Il existe en économie un concept nommé sunk cost fallacy, autrement dit l’illusion des coûts irrécupérables ou pour filer la métaphore maritime, celle des fonds perdus.
Prenons un exemple très simple. Vous avez décidé d’aller au cinéma. Vous avez payé votre ticket. Les conditions semblent idéales pour se faire une toile. Personne n’a confondu la salle obscure avec sa propre salle à manger ou pire, avec une annexe de sa chambre à coucher. Rien ne vous distrait de ce qui se trouve à l’écran.
Mais voilà, le film est nul. L’histoire, sans queue ni tête, n’accède pas pour autant à une forme de poésie absurde à la Wes Anderson. La répétition des plans coupés et d’explosions aussi rocambolesques que vides vous donne le mal de mer. Enfin, les personnages répètent sans cesse le même mantra qui en deviendrait presque menaçant :
We’re family. *
Alors, que faites-vous ?
Option 1 : vous sortez de la salle.
Option 2 : vous hésitez. Après tout, vous avez payé…
L’exemple est ici exagéré, mais demandez-vous combien de fois vous êtes resté.es devant un film médiocre, dans une soirée qui vous ennuyait ou, pire, dans une relation — amicale ou amoureuse — qui n’en avait que le nom. Êtes-vous resté.e dans la salle ?
Vautrin est l’une des illustrations littéraires de l’option 1. Dans « Le père Goriot » de Balzac, cette créature des bas-fonds (perdus) est un Méphistophélès parisien qui tente de proposer un pacte faustien au jeune Rastignac, ambitieux fraîchement débarqué à Paris donc le cœur s’assèche au fur et à mesure que l’intrigue progresse.

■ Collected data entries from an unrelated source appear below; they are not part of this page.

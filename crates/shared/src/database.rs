//! 数据库连接管理模块
//!
//! 提供 PostgreSQL 连接池管理，支持健康检查和迁移。

use crate::config::DatabaseConfig;
use crate::error::{NotifyError, Result};
use sqlx::postgres::{PgPool, PgPoolOptions};
use std::time::Duration;
use tracing::{info, instrument};

/// 数据库连接池包装
#[derive(Clone)]
pub struct Database {
    pool: PgPool,
}

impl Database {
    /// 创建数据库连接池
    #[instrument(skip(config))]
    pub async fn connect(config: &DatabaseConfig) -> Result<Self> {
        info!("正在连接数据库...");

        let pool = PgPoolOptions::new()
            .max_connections(config.max_connections)
            .min_connections(config.min_connections)
            .acquire_timeout(Duration::from_secs(config.connect_timeout_seconds))
            .idle_timeout(Duration::from_secs(config.idle_timeout_seconds))
            .connect(&config.url)
            .await?;

        info!(
            max_connections = config.max_connections,
            "数据库连接池已创建"
        );

        Ok(Self { pool })
    }

    pub fn pool(&self) -> &PgPool {
        &self.pool
    }

    pub async fn health_check(&self) -> Result<()> {
        sqlx::query("SELECT 1")
            .execute(&self.pool)
            .await
            .map(|_| ())
            .map_err(NotifyError::from)
    }

    /// 执行工作区根目录 migrations/ 下的迁移
    #[instrument(skip(self))]
    pub async fn run_migrations(&self) -> Result<()> {
        sqlx::migrate!("../../migrations")
            .run(&self.pool)
            .await
            .map_err(|e| NotifyError::Internal(format!("数据库迁移失败: {e}")))?;
        info!("数据库迁移完成");
        Ok(())
    }

    /// 关闭连接池，等待借出的连接归还
    pub async fn close(&self) {
        self.pool.close().await;
        info!("数据库连接池已关闭");
    }
}

#[cfg(test)]
mod tests {
    use super::*;

    #[tokio::test]
    #[ignore] // 需要数据库连接
    async fn test_database_connection() {
        let config = DatabaseConfig::default();
        let db = Database::connect(&config).await.unwrap();
        db.health_check().await.unwrap();
        db.close().await;
    }
}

Vautrin mène une entreprise de séduction auprès du jeune homme. Il attise son désir pour le succès rapide avant de lui faire une proposition aussi attirante que dangereuse. **
Et pourtant Rastignac refuse sa main tendue.

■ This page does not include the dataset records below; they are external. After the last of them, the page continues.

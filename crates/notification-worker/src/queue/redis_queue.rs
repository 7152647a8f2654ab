//! Redis 分发队列
//!
//! 键布局（`{q}` 为带 hash tag 的队列名，保证集群下同槽）：
//!
//! - `{q}:jobs`               hash，任务 id -> 任务 JSON
//! - `{q}:wait:{channel}`     list，等待执行的任务 id
//! - `{q}:delayed:{channel}`  zset，score 为可执行时间（毫秒）
//! - `{q}:active:{channel}`   zset，score 为租约到期时间（毫秒）
//! - `{q}:leases`             hash，任务 id -> 当前租约令牌
//! - `{q}:completed` / `{q}:failed`  zset，score 为进入时间
//!
//! 所有跨键的状态移动都在 Lua 脚本中原子完成。

use std::time::Duration;

use async_trait::async_trait;
use chrono::Utc;
use notify_shared::config::QueueConfig;
use notify_shared::error::Result;
use notify_shared::events::Channel;
use notify_shared::redis_pool::RedisPool;
use redis::Script;
use redis::aio::MultiplexedConnection;
use tracing::debug;

use super::{
    DispatchJob, DispatchQueue, FailDisposition, JobOptions, LeasedJob, Retention, StoredJob,
    new_lease_token,
};

/// KEYS: jobs, wait  ARGV: id, payload
const ENQUEUE_LUA: &str = r#"
if redis.call('HSETNX', KEYS[1], ARGV[1], ARGV[2]) == 0 then
  return 0
end
redis.call('RPUSH', KEYS[2], ARGV[1])
return 1
"#;

/// KEYS: wait, delayed, active, jobs, leases  ARGV: now_ms, lease_deadline_ms, token
const LEASE_LUA: &str = r#"
local due = redis.call('ZRANGEBYSCORE', KEYS[2], '-inf', ARGV[1], 'LIMIT', 0, 100)
for _, id in ipairs(due) do
  redis.call('ZREM', KEYS[2], id)
  redis.call('RPUSH', KEYS[1], id)
end
local expired = redis.call('ZRANGEBYSCORE', KEYS[3], '-inf', ARGV[1], 'LIMIT', 0, 100)
for _, id in ipairs(expired) do
  redis.call('ZREM', KEYS[3], id)
  redis.call('HDEL', KEYS[5], id)
  redis.call('RPUSH', KEYS[1], id)
end
while true do
  local id = redis.call('LPOP', KEYS[1])
  if not id then
    return nil
  end
  local payload = redis.call('HGET', KEYS[4], id)
  if payload then
    redis.call('ZADD', KEYS[3], ARGV[2], id)
    redis.call('HSET', KEYS[5], id, ARGV[3])
    return {id, payload}
  end
end
"#;

/// KEYS: active, leases  ARGV: id, token, lease_deadline_ms
const EXTEND_LUA: &str = r#"
if redis.call('HGET', KEYS[2], ARGV[1]) ~= ARGV[2] then
  return 0
end
redis.call('ZADD', KEYS[1], ARGV[3], ARGV[1])
return 1
"#;

/// KEYS: active, completed, jobs, leases  ARGV: id, now_ms, cutoff_ms, keep_count, token
const COMPLETE_LUA: &str = r#"
if redis.call('HGET', KEYS[4], ARGV[1]) ~= ARGV[5] then
  return -1
end
redis.call('ZREM', KEYS[1], ARGV[1])
redis.call('HDEL', KEYS[4], ARGV[1])
if redis.call('HEXISTS', KEYS[3], ARGV[1]) == 0 then
  return 0
end
redis.call('ZADD', KEYS[2], ARGV[2], ARGV[1])
local old = redis.call('ZRANGEBYSCORE', KEYS[2], '-inf', '(' .. ARGV[3])
for _, id in ipairs(old) do
  redis.call('HDEL', KEYS[3], id)
end
redis.call('ZREMRANGEBYSCORE', KEYS[2], '-inf', '(' .. ARGV[3])
local excess = redis.call('ZCARD', KEYS[2]) - tonumber(ARGV[4])
if excess > 0 then
  local trimmed = redis.call('ZRANGE', KEYS[2], 0, excess - 1)
  for _, id in ipairs(trimmed) do
    redis.call('HDEL', KEYS[3], id)
  end
  redis.call('ZREMRANGEBYRANK', KEYS[2], 0, excess - 1)
end
return 1
"#;

/// KEYS: active, delayed, jobs, leases  ARGV: id, run_at_ms, payload, token
const RETRY_LUA: &str = r#"
if redis.call('HGET', KEYS[4], ARGV[1]) ~= ARGV[4] then
  return -1
end
redis.call('ZREM', KEYS[1], ARGV[1])
redis.call('HDEL', KEYS[4], ARGV[1])
redis.call('HSET', KEYS[3], ARGV[1], ARGV[3])
redis.call('ZADD', KEYS[2], ARGV[2], ARGV[1])
return 1
"#;

/// KEYS: active, failed, jobs, leases  ARGV: id, now_ms, cutoff_ms, payload, token
const FAIL_LUA: &str = r#"
if redis.call('HGET', KEYS[4], ARGV[1]) ~= ARGV[5] then
  return -1
end
redis.call('ZREM', KEYS[1], ARGV[1])
redis.call('HDEL', KEYS[4], ARGV[1])
redis.call('HSET', KEYS[3], ARGV[1], ARGV[4])
redis.call('ZADD', KEYS[2], ARGV[2], ARGV[1])
local old = redis.call('ZRANGEBYSCORE', KEYS[2], '-inf', '(' .. ARGV[3])
for _, id in ipairs(old) do
  redis.call('HDEL', KEYS[3], id)
end
redis.call('ZREMRANGEBYSCORE', KEYS[2], '-inf', '(' .. ARGV[3])
return 1
"#;

/// 确认脚本返回 -1 表示租约已不属于调用方
const LEASE_LOST: i32 = -1;

/// 队列键名
#[derive(Debug, Clone)]
struct QueueKeys {
    prefix: String,
}

impl QueueKeys {
    fn new(name: &str) -> Self {
        Self {
            prefix: format!("{{{name}}}"),
        }
    }

    fn jobs(&self) -> String {
        format!("{}:jobs", self.prefix)
    }

    fn wait(&self, channel: Channel) -> String {
        format!("{}:wait:{}", self.prefix, channel)
    }

    fn delayed(&self, channel: Channel) -> String {
        format!("{}:delayed:{}", self.prefix, channel)
    }

    fn active(&self, channel: Channel) -> String {
        format!("{}:active:{}", self.prefix, channel)
    }

    fn leases(&self) -> String {
        format!("{}:leases", self.prefix)
    }

    fn completed(&self) -> String {
        format!("{}:completed", self.prefix)
    }

    fn failed(&self) -> String {
        format!("{}:failed", self.prefix)
    }
}

struct Scripts {
    enqueue: Script,
    lease: Script,
    extend: Script,
    complete: Script,
    retry: Script,
    fail: Script,
}

impl Scripts {
    fn new() -> Self {
        Self {
            enqueue: Script::new(ENQUEUE_LUA),
            lease: Script::new(LEASE_LUA),
            extend: Script::new(EXTEND_LUA),
            complete: Script::new(COMPLETE_LUA),
            retry: Script::new(RETRY_LUA),
            fail: Script::new(FAIL_LUA),
        }
    }
}

fn now_ms() -> i64 {
    Utc::now().timestamp_millis()
}

fn millis(d: Duration) -> i64 {
    d.as_millis().min(i64::MAX as u128) as i64
}

/// 基于 Redis 的分发队列
pub struct RedisDispatchQueue {
    conn: MultiplexedConnection,
    keys: QueueKeys,
    scripts: Scripts,
    lease_timeout: Duration,
    retention: Retention,
}

impl RedisDispatchQueue {
    pub fn new(pool: &RedisPool, config: &QueueConfig) -> Self {
        Self {
            conn: pool.connection(),
            keys: QueueKeys::new(&config.name),
            scripts: Scripts::new(),
            lease_timeout: config.lease_timeout(),
            retention: Retention::from_config(config),
        }
    }

    async fn move_to_failed(&self, job: &LeasedJob, error: &str) -> Result<bool> {
        let mut stored = StoredJob::new(job.job.clone(), &job.options);
        stored.last_error = Some(error.to_string());
        let payload = serde_json::to_string(&stored)?;
        let now = now_ms();

        let mut conn = self.conn.clone();
        let moved: i32 = self
            .scripts
            .fail
            .key(self.keys.active(job.job.channel))
            .key(self.keys.failed())
            .key(self.keys.jobs())
            .key(self.keys.leases())
            .arg(job.id())
            .arg(now)
            .arg(now - millis(self.retention.failed_age))
            .arg(payload)
            .arg(&job.lease_token)
            .invoke_async(&mut conn)
            .await?;
        Ok(moved != LEASE_LOST)
    }
}

#[async_trait]
impl DispatchQueue for RedisDispatchQueue {
    async fn enqueue(&self, job: DispatchJob, options: JobOptions) -> Result<bool> {
        let id = job.job_id();
        let channel = job.channel;
        let payload = serde_json::to_string(&StoredJob::new(job, &options))?;

        let mut conn = self.conn.clone();
        let added: i32 = self
            .scripts
            .enqueue
            .key(self.keys.jobs())
            .key(self.keys.wait(channel))
            .arg(&id)
            .arg(payload)
            .invoke_async(&mut conn)
            .await?;

        debug!(job_id = %id, %channel, added = added == 1, "任务入队");
        Ok(added == 1)
    }

    async fn lease(&self, channel: Channel) -> Result<Option<LeasedJob>> {
        let now = now_ms();
        let token = new_lease_token();
        let mut conn = self.conn.clone();
        let leased: Option<(String, String)> = self
            .scripts
            .lease
            .key(self.keys.wait(channel))
            .key(self.keys.delayed(channel))
            .key(self.keys.active(channel))
            .key(self.keys.jobs())
            .key(self.keys.leases())
            .arg(now)
            .arg(now + millis(self.lease_timeout))
            .arg(&token)
            .invoke_async(&mut conn)
            .await?;

        let Some((_, payload)) = leased else {
            return Ok(None);
        };
        let stored: StoredJob = serde_json::from_str(&payload)?;
        Ok(Some(stored.into_leased(token)))
    }

    fn lease_timeout(&self) -> Duration {
        self.lease_timeout
    }

    async fn extend_lease(&self, job: &LeasedJob) -> Result<bool> {
        let mut conn = self.conn.clone();
        let extended: i32 = self
            .scripts
            .extend
            .key(self.keys.active(job.job.channel))
            .key(self.keys.leases())
            .arg(job.id())
            .arg(&job.lease_token)
            .arg(now_ms() + millis(self.lease_timeout))
            .invoke_async(&mut conn)
            .await?;
        Ok(extended == 1)
    }

    async fn complete(&self, job: &LeasedJob) -> Result<bool> {
        let now = now_ms();
        let mut conn = self.conn.clone();
        let completed: i32 = self
            .scripts
            .complete
            .key(self.keys.active(job.job.channel))
            .key(self.keys.completed())
            .key(self.keys.jobs())
            .key(self.keys.leases())
            .arg(job.id())
            .arg(now)
            .arg(now - millis(self.retention.completed_age))
            .arg(self.retention.completed_count)
            .arg(&job.lease_token)
            .invoke_async(&mut conn)
            .await?;
        Ok(completed != LEASE_LOST)
    }

    async fn retry_or_fail(&self, job: &LeasedJob, error: &str) -> Result<FailDisposition> {
        let disposition = job.next_disposition();

        match disposition {
            FailDisposition::Retrying { attempt, delay } => {
                let mut next = job.job.clone();
                next.attempt = attempt;
                let mut stored = StoredJob::new(next, &job.options);
                stored.last_error = Some(error.to_string());
                let payload = serde_json::to_string(&stored)?;

                let mut conn = self.conn.clone();
                let scheduled: i32 = self
                    .scripts
                    .retry
                    .key(self.keys.active(job.job.channel))
                    .key(self.keys.delayed(job.job.channel))
                    .key(self.keys.jobs())
                    .key(self.keys.leases())
                    .arg(job.id())
                    .arg(now_ms() + millis(delay))
                    .arg(payload)
                    .arg(&job.lease_token)
                    .invoke_async(&mut conn)
                    .await?;
                if scheduled == LEASE_LOST {
                    return Ok(FailDisposition::LeaseLost);
                }
            }
            FailDisposition::Exhausted => {
                if !self.move_to_failed(job, error).await? {
                    return Ok(FailDisposition::LeaseLost);
                }
            }
            FailDisposition::LeaseLost => {}
        }
        Ok(disposition)
    }

    async fn fail(&self, job: &LeasedJob, error: &str) -> Result<bool> {
        self.move_to_failed(job, error).await
    }
}

#[cfg(test)]
mod tests {
    use super::*;
    use notify_shared::config::RedisConfig;
    use notify_shared::models::{Content, Recipient};
    use uuid::Uuid;

    #[test]
    fn test_keys_share_hash_tag() {
        let keys = QueueKeys::new("notifications");
        assert_eq!(keys.jobs(), "{notifications}:jobs");
        assert_eq!(keys.wait(Channel::Sms), "{notifications}:wait:sms");
        assert_eq!(keys.delayed(Channel::Email), "{notifications}:delayed:email");
        assert_eq!(keys.active(Channel::Whatsapp), "{notifications}:active:whatsapp");
        assert_eq!(keys.leases(), "{notifications}:leases");
        assert_eq!(keys.completed(), "{notifications}:completed");
        assert_eq!(keys.failed(), "{notifications}:failed");
    }

    #[tokio::test]
    #[ignore] // 需要 Redis
    async fn test_redis_queue_lifecycle() {
        let redis_config = RedisConfig {
            url: std::env::var("REDIS_URL").unwrap_or_else(|_| RedisConfig::default().url),
        };
        let pool = RedisPool::connect(&redis_config).await.unwrap();
        let config = QueueConfig {
            name: format!("test-{}", Uuid::now_v7()),
            ..Default::default()
        };
        let queue = RedisDispatchQueue::new(&pool, &config);

        let job = DispatchJob {
            notification_id: Uuid::now_v7(),
            client_id: Uuid::now_v7(),
            channel: Channel::Sms,
            recipient: Recipient::phone("+14155550100"),
            content: Content::body("hi"),
            attempt: 1,
        };

        assert!(queue.enqueue(job.clone(), JobOptions::default()).await.unwrap());
        assert!(!queue.enqueue(job.clone(), JobOptions::default()).await.unwrap());
        assert!(queue.lease(Channel::Email).await.unwrap().is_none());

        let leased = queue.lease(Channel::Sms).await.unwrap().unwrap();
        assert_eq!(leased.job, job);

        assert!(queue.extend_lease(&leased).await.unwrap());
        let stale = LeasedJob {
            lease_token: new_lease_token(),
            ..leased.clone()
        };
        assert!(!queue.extend_lease(&stale).await.unwrap());
        assert!(!queue.complete(&stale).await.unwrap());

        let disposition = queue.retry_or_fail(&leased, "HTTP 503").await.unwrap();
        assert_eq!(
            disposition,
            FailDisposition::Retrying {
                attempt: 2,
                delay: Duration::from_secs(2)
            }
        );
        assert!(queue.lease(Channel::Sms).await.unwrap().is_none());

        tokio::time::sleep(Duration::from_millis(2100)).await;
        let retried = queue.lease(Channel::Sms).await.unwrap().unwrap();
        assert_eq!(retried.job.attempt, 2);
        assert!(queue.complete(&retried).await.unwrap());
        assert!(queue.lease(Channel::Sms).await.unwrap().is_none());
    }
}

Que faire ? Redoubler ses efforts de séduction ? Continuer à miser sur le jeune homme ? Trouver un nouvel angle ?
Non, Vautrin sort de la salle. Sans affect, il disparaît du roman pour renaître sous la soutane de l’abbé Carlos Herrera et tenter, avec plus de succès, un autre ambitieux, Lucien de Rubempré, héros d’Illusions perdues et Splendeur et Misère des courtisanes.
Le temps que Vautrin a consacré à convaincre Rastignac est un temps perdu à jamais. C’est un coût irrécupérable. S’acharner, c’est croire qu’il peut être recoupé, récupéré et ce faisant perdre encore plus de temps, d’énergie ou d’argent. Comment savoir quand il est temps de partir ?

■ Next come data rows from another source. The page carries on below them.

//! 短信发送器
//!
//! 按配置选择服务商：twilio、msg91，或只记录日志的 log。

use std::sync::Arc;
use std::time::Duration;

use async_trait::async_trait;
use notify_shared::config::SmsProviderConfig;
use notify_shared::error::NotifyError;
use notify_shared::events::Channel;
use notify_shared::models::{Content, Recipient};
use serde_json::{Value, json};
use tracing::{debug, info};

use super::{ChannelSender, DeliveryReceipt, LogSender, ProviderError, digits_only, recipient_address};

fn required(value: &Option<String>, field: &str) -> Result<String, NotifyError> {
    value
        .clone()
        .filter(|v| !v.is_empty())
        .ok_or_else(|| NotifyError::InvalidArgument {
            field: format!("providers.sms.{field}"),
            message: "当前短信服务商需要该配置".to_string(),
        })
}

fn http_client(timeout_secs: u64) -> Result<reqwest::Client, NotifyError> {
    reqwest::Client::builder()
        .timeout(Duration::from_secs(timeout_secs))
        .build()
        .map_err(|e| NotifyError::Internal(format!("创建 HTTP 客户端失败: {e}")))
}

/// 从错误应答中提取服务商给出的说明
fn error_detail(body: &Value) -> String {
    body.get("message")
        .and_then(Value::as_str)
        .map(String::from)
        .unwrap_or_else(|| body.to_string())
}

/// 按 `providers.sms.provider` 创建发送器
pub fn from_config(config: &SmsProviderConfig) -> Result<Arc<dyn ChannelSender>, NotifyError> {
    let sender: Arc<dyn ChannelSender> = match config.provider.as_str() {
        "twilio" => Arc::new(TwilioSmsSender::new(config)?),
        "msg91" => Arc::new(Msg91SmsSender::new(config)?),
        "log" => Arc::new(LogSender::new(Channel::Sms)),
        other => {
            return Err(NotifyError::InvalidArgument {
                field: "providers.sms.provider".to_string(),
                message: format!("不支持的短信服务商 {other}，可选值: twilio, msg91, log"),
            });
        }
    };
    info!(provider = %config.provider, "短信发送器已初始化");
    Ok(sender)
}

// ---------------------------------------------------------------------------
// Twilio
// ---------------------------------------------------------------------------

pub struct TwilioSmsSender {
    http: reqwest::Client,
    api_base: String,
    account_sid: String,
    auth_token: String,
    from_number: String,
}

impl TwilioSmsSender {
    const PROVIDER: &'static str = "twilio";

    pub fn new(config: &SmsProviderConfig) -> Result<Self, NotifyError> {
        Ok(Self {
            http: http_client(config.timeout_secs)?,
            api_base: config.twilio_api_base.trim_end_matches('/').to_string(),
            account_sid: required(&config.twilio_account_sid, "twilio_account_sid")?,
            auth_token: required(&config.twilio_auth_token, "twilio_auth_token")?,
            from_number: required(&config.twilio_from_number, "twilio_from_number")?,
        })
    }
}

#[async_trait]
impl ChannelSender for TwilioSmsSender {
    fn channel(&self) -> Channel {
        Channel::Sms
    }

    async fn send(
        &self,
        recipient: &Recipient,
        content: &Content,
    ) -> Result<DeliveryReceipt, ProviderError> {
        let to = recipient_address(Self::PROVIDER, Channel::Sms, recipient)?;
        let url = format!(
            "{}/2010-04-01/Accounts/{}/Messages.json",
            self.api_base, self.account_sid
        );

        let response = self
            .http
            .post(&url)
            .basic_auth(&self.account_sid, Some(&self.auth_token))
            .form(&[
                ("To", to),
                ("From", self.from_number.as_str()),
                ("Body", content.body.as_str()),
            ])
            .send()
            .await
            .map_err(|e| ProviderError::from_request(Self::PROVIDER, &e))?;

        let status = response.status();
        let body: Value = response.json().await.unwrap_or(Value::Null);
        if !status.is_success() {
            return Err(ProviderError::from_status(
                Self::PROVIDER,
                status,
                &error_detail(&body),
            ));
        }

        let sid = body.get("sid").and_then(Value::as_str).map(String::from);
        debug!(to, sid = ?sid, "Twilio 已受理短信");
        Ok(DeliveryReceipt {
            success: true,
            provider_message_id: sid,
        })
    }
}

// ---------------------------------------------------------------------------
// MSG91
// ---------------------------------------------------------------------------

pub struct Msg91SmsSender {
    http: reqwest::Client,
    api_base: String,
    auth_key: String,
    sender_id: String,
}

impl Msg91SmsSender {
    const PROVIDER: &'static str = "msg91";

    pub fn new(config: &SmsProviderConfig) -> Result<Self, NotifyError> {
        Ok(Self {
            http: http_client(config.timeout_secs)?,
            api_base: config.msg91_api_base.trim_end_matches('/').to_string(),
            auth_key: required(&config.msg91_auth_key, "msg91_auth_key")?,
            sender_id: required(&config.msg91_sender_id, "msg91_sender_id")?,
        })
    }
}

#[async_trait]
impl ChannelSender for Msg91SmsSender {
    fn channel(&self) -> Channel {
        Channel::Sms
    }

    async fn send(
        &self,
        recipient: &Recipient,
        content: &Content,
    ) -> Result<DeliveryReceipt, ProviderError> {
        let to = recipient_address(Self::PROVIDER, Channel::Sms, recipient)?;
        let payload = json!({
            "sender": self.sender_id,
            "route": "4",
            "country": "91",
            "sms": [{
                "message": content.body,
                "to": [digits_only(to)],
            }],
        });

        let response = self
            .http
            .post(format!("{}/api/v5/flow/", self.api_base))
            .header("authkey", &self.auth_key)
            .json(&payload)
            .send()
            .await
            .map_err(|e| ProviderError::from_request(Self::PROVIDER, &e))?;

        let status = response.status();
        let body: Value = response.json().await.unwrap_or(Value::Null);
        if !status.is_success() {
            return Err(ProviderError::from_status(
                Self::PROVIDER,
                status,
                &error_detail(&body),
            ));
        }
        // MSG91 对业务错误也返回 200，以 type 字段区分
        if body.get("type").and_then(Value::as_str) == Some("error") {
            return Err(ProviderError::permanent(Self::PROVIDER, error_detail(&body)));
        }

        let request_id = body
            .get("request_id")
            .or_else(|| body.get("message"))
            .and_then(Value::as_str)
            .map(String::from);
        debug!(to, request_id = ?request_id, "MSG91 已受理短信");
        Ok(DeliveryReceipt {
            success: true,
            provider_message_id: request_id,
        })
    }
}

C’est le cadeau que nous offre la saison de la Vierge et a fortiori, la nouvelle Lune de cette nuit (au 14e degré de la Vierge, ma story sur comment l’interpréter est toujours à la une dans Lune.s). Septembre, c’est le mois où l’on récolte les fruits de la terre. Mais de récolte, il n’y en a pas toujours et alors que l’automne arrive, il faut se résoudre à faire un choix. Replantera-t-on en espérant de meilleurs résultats l’année prochaine ? Le mois de la récolte, aussi mineure soit-elle, est donc riche d’enseignements en creux, car l’échec est une chance, celle de pouvoir rediriger son énergie.
Sans faire preuve du cynisme de Vautrin, on peut lui emprunter de son pragmatisme pour se faire le cadeau douloureux, mais salvateur d’accepter l’impasse, le non, le silence.
Ces fonds perdus, ce temps, cette énergie ne nous reviendront pas, mais ils nous offrent une leçon : la vie est trop courte et paradoxalement suffisamment longue, pour continuer et recommencer, avec cette fois-ci une meilleure connaissance de soi et de ses limites.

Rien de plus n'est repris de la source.